Name:
Location: Granite Falls, North Carolina, United States

I'm an ordained United Methodist minister no longer pastoring churches, a former media producer with skills ten years out of date, a writer trying to sell my first novel, and a sales associate keeping body and soul together working for the People's Republic of Corporate America. I'm married to the most wonderful woman in the world, who was my best friend for 17 years before we married.

Tuesday, December 11, 2007

Reflecting on 1968

Last night I watched the documentary, "1968" that we recorded Sunday night. A couple of thoughts come to mind.

First, that was the year I had my "Vickie moment." Vickie was a grad student in Music when I worked at the music library on campus at Carolina. Everybody loved her, because she was as sweet as she was beautiful. Her fiance was a lieutenant in Vietnam. I was going through an existential crises during the later months of 1967 and the early months of 1968. I had been in Air Force ROTC, and I had favored a strong military solution for the Vietnam war. I even stood in a pro-war vigil once. But I was beginning to have doubts. I was beginning to wonder if everything I had believed about the war was true. I stopped calling myself a hawk and called myself a vulture instead.

Then Vickie walked into the music library wearing a "McCarthy" button. Gene McCarthy was running for President on the anti-war platform. It hit me that if Vickie could support McCarthy while her fiance was fighting in Vietnam, then I could, too. I could oppose the war and be at peace with my conscience. I became an ardent anti-war activist, and I never let up until the troops came home. BTW, I never knew anyone who ever spit on a veteran. No one. I also never knew anyone in the anti-war movement who ever took Jane Fonda seriously, either.

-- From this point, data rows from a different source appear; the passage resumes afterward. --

use axum::{
    Json,
    body::Body,
    extract::{Query, State},
    http::{
        StatusCode,
        header::{CONTENT_DISPOSITION, CONTENT_TYPE},
    },
    response::{IntoResponse, Response},
};
use db::models::DailyCount;
use db::models::activity_log::Model as ActivityLogModel;
use db::models::session::Model as SessionModel;
use db::models::user::{
    Column as UserColumn, Entity as UserEntity, Model as UserModel, RoleCount,
};
use sea_orm::{EntityTrait, QueryOrder};
use serde::{Deserialize, Serialize};
use util::state::AppState;

use crate::response::ApiResponse;

const DEFAULT_STAT_DAYS: i64 = 7;

#[derive(Debug, Deserialize)]
pub struct StatDaysQuery {
    pub days: Option<i64>,
}

#[derive(Debug, Serialize, Default)]
pub struct DashboardStats {
    pub total_users: u64,
    pub active_users: u64,
    pub active_sessions_count: usize,
}

/// GET /api/analytics/stats
///
/// Headline numbers for the dashboard: directory size, accounts with
/// `active` status, and the live presence count derived from open sessions.
///
/// ### Responses
/// - `200 OK` with `{ total_users, active_users, active_sessions_count }`
/// - `401 Unauthorized` / `403 Forbidden`
/// - `500 Internal Server Error`
pub async fn get_dashboard_stats(State(app): State<AppState>) -> impl IntoResponse {
    let db = app.db();

    match tokio::try_join!(
        UserModel::total_count(db),
        UserModel::active_status_count(db),
        SessionModel::active_user_ids(db),
    ) {
        Ok((total_users, active_users, active_ids)) => (
            StatusCode::OK,
            Json(ApiResponse::success(
                DashboardStats {
                    total_users,
                    active_users,
                    active_sessions_count: active_ids.len(),
                },
                "Dashboard stats retrieved successfully",
            )),
        ),
        Err(e) => (
            StatusCode::INTERNAL_SERVER_ERROR,
            Json(ApiResponse::<DashboardStats>::error(format!(
                "Database error: {}",
                e
            ))),
        ),
    }
}

#[derive(Debug, Serialize, Default)]
pub struct GrowthResponse {
    pub growth: Vec<DailyCount>,
}

/// GET /api/analytics/user-growth?days=7
///
/// Per-day signup counts for the chart on the dashboard. `days` is clamped
/// to at most two years.
pub async fn get_user_growth(
    State(app): State<AppState>,
    Query(query): Query<StatDaysQuery>,
) -> impl IntoResponse {
    let days = query.days.unwrap_or(DEFAULT_STAT_DAYS);

    match UserModel::growth(app.db(), days).await {
        Ok(growth) => (
            StatusCode::OK,
            Json(ApiResponse::success(
                GrowthResponse { growth },
                "User growth retrieved successfully",
            )),
        ),
        Err(e) => (
            StatusCode::INTERNAL_SERVER_ERROR,
            Json(ApiResponse::<GrowthResponse>::error(format!(
                "Database error: {}",
                e
            ))),
        ),
    }
}

#[derive(Debug, Serialize, Default)]
pub struct RoleDistributionResponse {
    pub distribution: Vec<RoleCount>,
}

/// GET /api/analytics/role-distribution
///
/// Role histogram over the whole directory.
pub async fn get_role_distribution(State(app): State<AppState>) -> impl IntoResponse {
    match UserModel::role_distribution(app.db()).await {
        Ok(distribution) => (
            StatusCode::OK,
            Json(ApiResponse::success(
                RoleDistributionResponse { distribution },
                "Role distribution retrieved successfully",
            )),
        ),
        Err(e) => (
            StatusCode::INTERNAL_SERVER_ERROR,
            Json(ApiResponse::<RoleDistributionResponse>::error(format!(
                "Database error: {}",
                e
            ))),
        ),
    }
}

#[derive(Debug, Serialize, Default)]
pub struct ActivityStatsResponse {
    pub stats: Vec<DailyCount>,
}

/// GET /api/analytics/activity-stats?days=7
///
/// Per-day activity counts for the chart on the dashboard.
pub async fn get_activity_stats(
    State(app): State<AppState>,
    Query(query): Query<StatDaysQuery>,
) -> impl IntoResponse {
    let days = query.days.unwrap_or(DEFAULT_STAT_DAYS);

    match ActivityLogModel::daily_counts(app.db(), days).await {
        Ok(stats) => (
            StatusCode::OK,
            Json(ApiResponse::success(
                ActivityStatsResponse { stats },
                "Activity stats retrieved successfully",
            )),
        ),
        Err(e) => (
            StatusCode::INTERNAL_SERVER_ERROR,
            Json(ApiResponse::<ActivityStatsResponse>::error(format!(
                "Database error: {}",
                e
            ))),
        ),
    }
}

/// GET /api/analytics/export
///
/// Dumps the user directory as CSV. Admin only.
///
/// ### Responses
/// - `200 OK` with `text/csv` body and an attachment disposition
/// - `401 Unauthorized` / `403 Forbidden`
/// - `500 Internal Server Error`
pub async fn export_users_csv(State(app): State<AppState>) -> Response {
    let users = match UserEntity::find()
        .order_by_asc(UserColumn::Id)
        .all(app.db())
        .await
    {
        Ok(users) => users,
        Err(e) => {
            return (
                StatusCode::INTERNAL_SERVER_ERROR,
                Json(ApiResponse::<()>::error(format!("Database error: {}", e))),
            )
                .into_response();
        }
    };

    let mut csv = String::from("ID,Name,Email,Role,Status,Created At\n");
    for user in users {
        csv.push_str(&format!(
            "{},{},{},{},{},{}\n",
            user.id,
            csv_field(&user.name),
            csv_field(&user.email),
            user.role,
            user.status,
            user.created_at.to_rfc3339(),
        ));
    }

    Response::builder()
        .header(CONTENT_TYPE, "text/csv")
        .header(
            CONTENT_DISPOSITION,
            "attachment; filename=\"users-export.csv\"",
        )
        .body(Body::from(csv))
        .unwrap()
}

/// Quotes a CSV field when it contains a delimiter, quote, or newline.
fn csv_field(value: &str) -> String {
    if value.contains([',', '"', '\n']) {
        format!("\"{}\"", value.replace('"', "\"\""))
    } else {
        value.to_string()
    }
}
use chrono::{DateTime, Duration, Utc};
use sea_orm::entity::prelude::*;
use sea_orm::sea_query::Expr;
use sea_orm::{QueryOrder, QuerySelect, Set};
use serde::{Deserialize, Serialize};

use crate::models::user::Role;
use crate::models::{DailyCount, MAX_STAT_DAYS};

/// Represents one row of the append-only `activity_logs` table.
///
/// Rows are never updated or deleted, except by cascade when their user is
/// removed from the directory.
#[derive(Clone, Debug, PartialEq, DeriveEntityModel, Serialize)]
#[sea_orm(table_name = "activity_logs")]
pub struct Model {
    #[sea_orm(primary_key)]
    pub id: i64,
    pub user_id: i64,
    pub action: String,
    pub timestamp: DateTime<Utc>,
}

#[derive(Copy, Clone, Debug, EnumIter, DeriveRelation)]
pub enum Relation {
    #[sea_orm(
        belongs_to = "super::user::Entity",
        from = "Column::UserId",
        to = "super::user::Column::Id"
    )]
    User,
}

impl Related<super::user::Entity> for Entity {
    fn to() -> RelationDef {
        Relation::User.def()
    }
}

impl ActiveModelBehavior for ActiveModel {}

/// An activity row joined with its actor's directory fields, as served over
/// the HTTP API and relayed on the real-time channel.
#[derive(Debug, Clone, Serialize, Deserialize)]
pub struct ActivityRecord {
    pub id: i64,
    pub action: String,
    pub timestamp: DateTime<Utc>,
    pub user_id: i64,
    pub user_name: String,
    pub user_email: String,
    pub user_role: Role,
}

impl ActivityRecord {
    /// Denormalizes the actor's fields onto the activity row.
    pub fn from_parts(log: Model, actor: &super::user::Model) -> Self {
        Self {
            id: log.id,
            action: log.action,
            timestamp: log.timestamp,
            user_id: log.user_id,
            user_name: actor.name.clone(),
            user_email: actor.email.clone(),
            user_role: actor.role,
        }
    }
}

impl Model {
    /// Appends an activity row for `user_id`.
    pub async fn record(
        db: &DatabaseConnection,
        user_id: i64,
        action: &str,
    ) -> Result<Model, DbErr> {
        let log = ActiveModel {
            user_id: Set(user_id),
            action: Set(action.to_string()),
            timestamp: Set(Utc::now()),
            ..Default::default()
        };

        log.insert(db).await
    }

    /// The `limit` most recent activities, newest first, joined with actor
    /// name/email/role.
    pub async fn recent(db: &DatabaseConnection, limit: u64) -> Result<Vec<ActivityRecord>, DbErr> {
        let rows = Entity::find()
            .find_also_related(super::user::Entity)
            .order_by_desc(Column::Timestamp)
            .order_by_desc(Column::Id)
            .limit(limit)
            .all(db)
            .await?;

        Ok(join_actors(rows))
    }

    /// Same as [`recent`], restricted to one actor.
    ///
    /// [`recent`]: Model::recent
    pub async fn by_user(
        db: &DatabaseConnection,
        user_id: i64,
        limit: u64,
    ) -> Result<Vec<ActivityRecord>, DbErr> {
        let rows = Entity::find()
            .find_also_related(super::user::Entity)
            .filter(Column::UserId.eq(user_id))
            .order_by_desc(Column::Timestamp)
            .order_by_desc(Column::Id)
            .limit(limit)
            .all(db)
            .await?;

        Ok(join_actors(rows))
    }

    /// Per-day activity counts for the last `days` days, oldest first.
    pub async fn daily_counts(
        db: &DatabaseConnection,
        days: i64,
    ) -> Result<Vec<DailyCount>, DbErr> {
        let days = days.clamp(1, MAX_STAT_DAYS);
        let cutoff = Utc::now() - Duration::days(days);

        Entity::find()
            .select_only()
            .column_as(Expr::cust("DATE(timestamp)"), "date")
            .column_as(Column::Id.count(), "count")
            .filter(Column::Timestamp.gte(cutoff))
            .group_by(Expr::cust("DATE(timestamp)"))
            .order_by_asc(Expr::cust("DATE(timestamp)"))
            .into_model::<DailyCount>()
            .all(db)
            .await
    }
}

fn join_actors(rows: Vec<(Model, Option<super::user::Model>)>) -> Vec<ActivityRecord> {
    rows.into_iter()
        .filter_map(|(log, actor)| actor.map(|a| ActivityRecord::from_parts(log, &a)))
        .collect()
}
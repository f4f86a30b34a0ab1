//! Global application configuration manager.
//!
//! `AppConfig` is a lazily initialized, globally accessible singleton containing
//! runtime configuration values loaded from environment variables. It provides
//! thread-safe access and mutation for testing or overrides in runtime environments.

use std::env;
use std::sync::{OnceLock, RwLock};

/// Represents the complete application configuration loaded from environment variables.
#[derive(Debug, Clone)]
pub struct AppConfig {
    pub env: String,
    pub project_name: String,
    pub log_level: String,
    pub log_file: String,
    pub log_to_stdout: bool,
    pub database_path: String,
    pub host: String,
    pub port: u16,
    pub jwt_secret: String,
    pub jwt_duration_minutes: u64,
    pub cors_origins: Vec<String>,
    pub admin_email: String,
    pub admin_password: String,
}

/// Lazily-initialized, thread-safe singleton instance of `AppConfig`.
static CONFIG_INSTANCE: OnceLock<RwLock<AppConfig>> = OnceLock::new();

impl AppConfig {
    /// Loads the configuration from `.env` and environment variables.
    ///
    /// Every value has a development default so tests and local runs work
    /// without a `.env` file; production deployments are expected to set
    /// at least `DATABASE_PATH` and `JWT_SECRET`.
    pub fn from_env() -> Self {
        dotenvy::dotenv().ok();

        Self {
            env: env::var("APP_ENV").unwrap_or_else(|_| "development".into()),
            project_name: env::var("PROJECT_NAME").unwrap_or_else(|_| "pulseboard".into()),
            log_level: env::var("LOG_LEVEL").unwrap_or_else(|_| "api=info".into()),
            log_file: env::var("LOG_FILE").unwrap_or_else(|_| "api.log".into()),
            log_to_stdout: env::var("LOG_TO_STDOUT").unwrap_or_else(|_| "false".into()) == "true",
            database_path: env::var("DATABASE_PATH")
                .unwrap_or_else(|_| "data/pulseboard.db".into()),
            host: env::var("HOST").unwrap_or_else(|_| "127.0.0.1".into()),
            port: env::var("PORT")
                .unwrap_or_else(|_| "5000".into())
                .parse()
                .expect("PORT must be a valid port number"),
            jwt_secret: env::var("JWT_SECRET").unwrap_or_else(|_| "dev-secret-change-me".into()),
            jwt_duration_minutes: env::var("JWT_DURATION_MINUTES")
                .unwrap_or_else(|_| "60".into())
                .parse()
                .expect("JWT_DURATION_MINUTES must be a valid integer"),
            cors_origins: env::var("CORS_ORIGIN")
                .unwrap_or_else(|_| "http://localhost:5173".into())
                .split(',')
                .map(|s| s.trim().to_string())
                .filter(|s| !s.is_empty())
                .collect(),
            admin_email: env::var("ADMIN_EMAIL").unwrap_or_else(|_| "admin@example.com".into()),
            admin_password: env::var("ADMIN_PASSWORD").unwrap_or_else(|_| "admin123".into()),
        }
    }

    /// Returns a shared reference to the global configuration.
    ///
    /// # Panics
    /// Panics if the lock cannot be acquired.
    pub fn global() -> std::sync::RwLockReadGuard<'static, AppConfig> {
        CONFIG_INSTANCE
            .get_or_init(|| RwLock::new(AppConfig::from_env()))
            .read()
            .expect("Failed to acquire AppConfig read lock")
    }

    /// Resets the configuration by reloading from environment variables.
    ///
    /// Useful in tests to clear overrides.
    pub fn reset() {
        if let Some(lock) = CONFIG_INSTANCE.get() {
            let mut guard = lock.write().unwrap();
            *guard = AppConfig::from_env();
        }
    }

    /// Generic internal setter for any field in the config.
    ///
    /// Used by public per-field setter methods.
    fn set_field<F>(setter: F)
    where
        F: FnOnce(&mut AppConfig),
    {
        let lock = CONFIG_INSTANCE.get_or_init(|| RwLock::new(AppConfig::from_env()));
        let mut guard = lock
            .write()
            .expect("Failed to acquire AppConfig write lock");
        setter(&mut guard);
    }

    // --- Per-field setters below ---

    pub fn set_env(value: impl Into<String>) {
        AppConfig::set_field(|cfg| cfg.env = value.into());
    }

    pub fn set_log_to_stdout(value: bool) {
        AppConfig::set_field(|cfg| cfg.log_to_stdout = value);
    }

    pub fn set_database_path(value: impl Into<String>) {
        AppConfig::set_field(|cfg| cfg.database_path = value.into());
    }

    pub fn set_host(value: impl Into<String>) {
        AppConfig::set_field(|cfg| cfg.host = value.into());
    }

    pub fn set_port(value: u16) {
        AppConfig::set_field(|cfg| cfg.port = value);
    }

    pub fn set_jwt_secret(value: impl Into<String>) {
        AppConfig::set_field(|cfg| cfg.jwt_secret = value.into());
    }

    pub fn set_jwt_duration_minutes(value: u64) {
        AppConfig::set_field(|cfg| cfg.jwt_duration_minutes = value);
    }

    pub fn set_admin_email(value: impl Into<String>) {
        AppConfig::set_field(|cfg| cfg.admin_email = value.into());
    }

    pub fn set_admin_password(value: impl Into<String>) {
        AppConfig::set_field(|cfg| cfg.admin_password = value.into());
    }
}

// --- Free accessors, for call sites that only need a single value ---

pub fn env() -> String {
    AppConfig::global().env.clone()
}

pub fn project_name() -> String {
    AppConfig::global().project_name.clone()
}

pub fn log_level() -> String {
    AppConfig::global().log_level.clone()
}

pub fn log_file() -> String {
    AppConfig::global().log_file.clone()
}

pub fn log_to_stdout() -> bool {
    AppConfig::global().log_to_stdout
}

pub fn database_path() -> String {
    AppConfig::global().database_path.clone()
}

pub fn host() -> String {
    AppConfig::global().host.clone()
}

pub fn port() -> u16 {
    AppConfig::global().port
}

pub fn jwt_secret() -> String {
    AppConfig::global().jwt_secret.clone()
}

pub fn jwt_duration_minutes() -> u64 {
    AppConfig::global().jwt_duration_minutes
}

pub fn cors_origins() -> Vec<String> {
    AppConfig::global().cors_origins.clone()
}

pub fn admin_email() -> String {
    AppConfig::global().admin_email.clone()
}

pub fn admin_password() -> String {
    AppConfig::global().admin_password.clone()
}
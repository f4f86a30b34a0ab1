use axum::{
    Json,
    extract::{Path, State},
    http::StatusCode,
    response::IntoResponse,
};
use db::models::user::{Model as UserModel, Status};
use serde::Deserialize;
use util::state::AppState;

use crate::auth::AuthUser;
use crate::response::ApiResponse;
use crate::routes::common::UserResponse;
use crate::services::activity::record_and_relay;

#[derive(Debug, Deserialize)]
pub struct UpdateStatusRequest {
    pub status: String,
}

/// PATCH /api/users/{user_id}/status
///
/// Toggle a user's account status. Admin only.
///
/// Status is independent of presence: deactivating an account closes none of
/// its sessions, so the user keeps counting towards presence until their
/// session closes on its own.
///
/// The change is recorded as an activity attributed to the acting admin and
/// relayed to all live connections.
///
/// ### Request Body
/// ```json
/// { "status": "inactive" }
/// ```
///
/// ### Responses
/// - `200 OK` with the updated user
/// - `400 Bad Request` (status is not `active` or `inactive`)
/// - `401 Unauthorized` / `403 Forbidden`
/// - `404 Not Found` (user doesn't exist)
/// - `500 Internal Server Error`
pub async fn update_user_status(
    State(app): State<AppState>,
    Path(user_id): Path<i64>,
    AuthUser(claims): AuthUser,
    Json(req): Json<UpdateStatusRequest>,
) -> impl IntoResponse {
    let Ok(status) = req.status.parse::<Status>() else {
        return (
            StatusCode::BAD_REQUEST,
            Json(ApiResponse::<UserResponse>::error(
                "Invalid status. Must be active or inactive",
            )),
        );
    };

    match UserModel::set_status(app.db(), user_id, status).await {
        Ok(Some(user)) => {
            let action = format!("Updated user {} status to {}", user_id, status);
            if let Err(e) = record_and_relay(&app, claims.sub, &action, None).await {
                // The status change itself landed; the audit trail catches up
                // with the next successful write.
                tracing::warn!(error = %e, user_id, "Failed to record status-change activity");
            }

            (
                StatusCode::OK,
                Json(ApiResponse::success(
                    UserResponse::from(user),
                    "User status updated successfully",
                )),
            )
        }
        Ok(None) => (
            StatusCode::NOT_FOUND,
            Json(ApiResponse::<UserResponse>::error("User not found")),
        ),
        Err(e) => (
            StatusCode::INTERNAL_SERVER_ERROR,
            Json(ApiResponse::<UserResponse>::error(format!(
                "Database error: {}",
                e
            ))),
        ),
    }
}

Now it bothers me when people I'm close to, people I love, mindlessly parrot all the Fox "News" talking points. I never expected anyone in my family to turn into a dittohead. I pray every day that those I love will have their own "Vickie moments."

Now, about the documentary itself, it was good that Tom Brokaw brought a former student protester and a former Chicago cop together to talk about the disturbance outside the 1968 Democratic Convention in which they both participated.

I realize he also had to balance the voices of the era with those of others who didn't find the era so liberating. Pat Buchanan and some woman who writes a column for the Wall Street Journal.

Buchanan said the "silent majority" (a term he coined as a Nixon speechwriter) turned to the Republicans because of the protests on college campuses. I seriously doubt that. I think it was more the fact that the Nixon campaign appealed to their fears (giving those fears the faces of the student radicals, perhaps, but fears nonetheless) and their hatreds. The famed "Southern strategy" was nothing less than a naked appeal to the endemic racism in the South. Buchanan is just playing sleight-of-hand by saying what he did.

The woman from the WSJ talked about the women of the Women's Liberation movement (and the protesters in the anti-war movement) as being rich spoiled brats who were just playing at their protests. Well, I was not a rich kid who indulged in my protests at the expense of a big parental bank account. I grew up on a subsistence dairy farm, and my parents never had a big surplus when it came to money. So I was fighting for my ideals, my beliefs, and my Christian faith. No, the indulged rich kids are the frat boys who are in Washington now, making all kinds of scary noises about nonexistence threats so they can continue sending OTHER people's children into war while ignoring the real threats from the real terrorists.

And as Forrest Gump said, "That's all I've got to say about that." (For now.)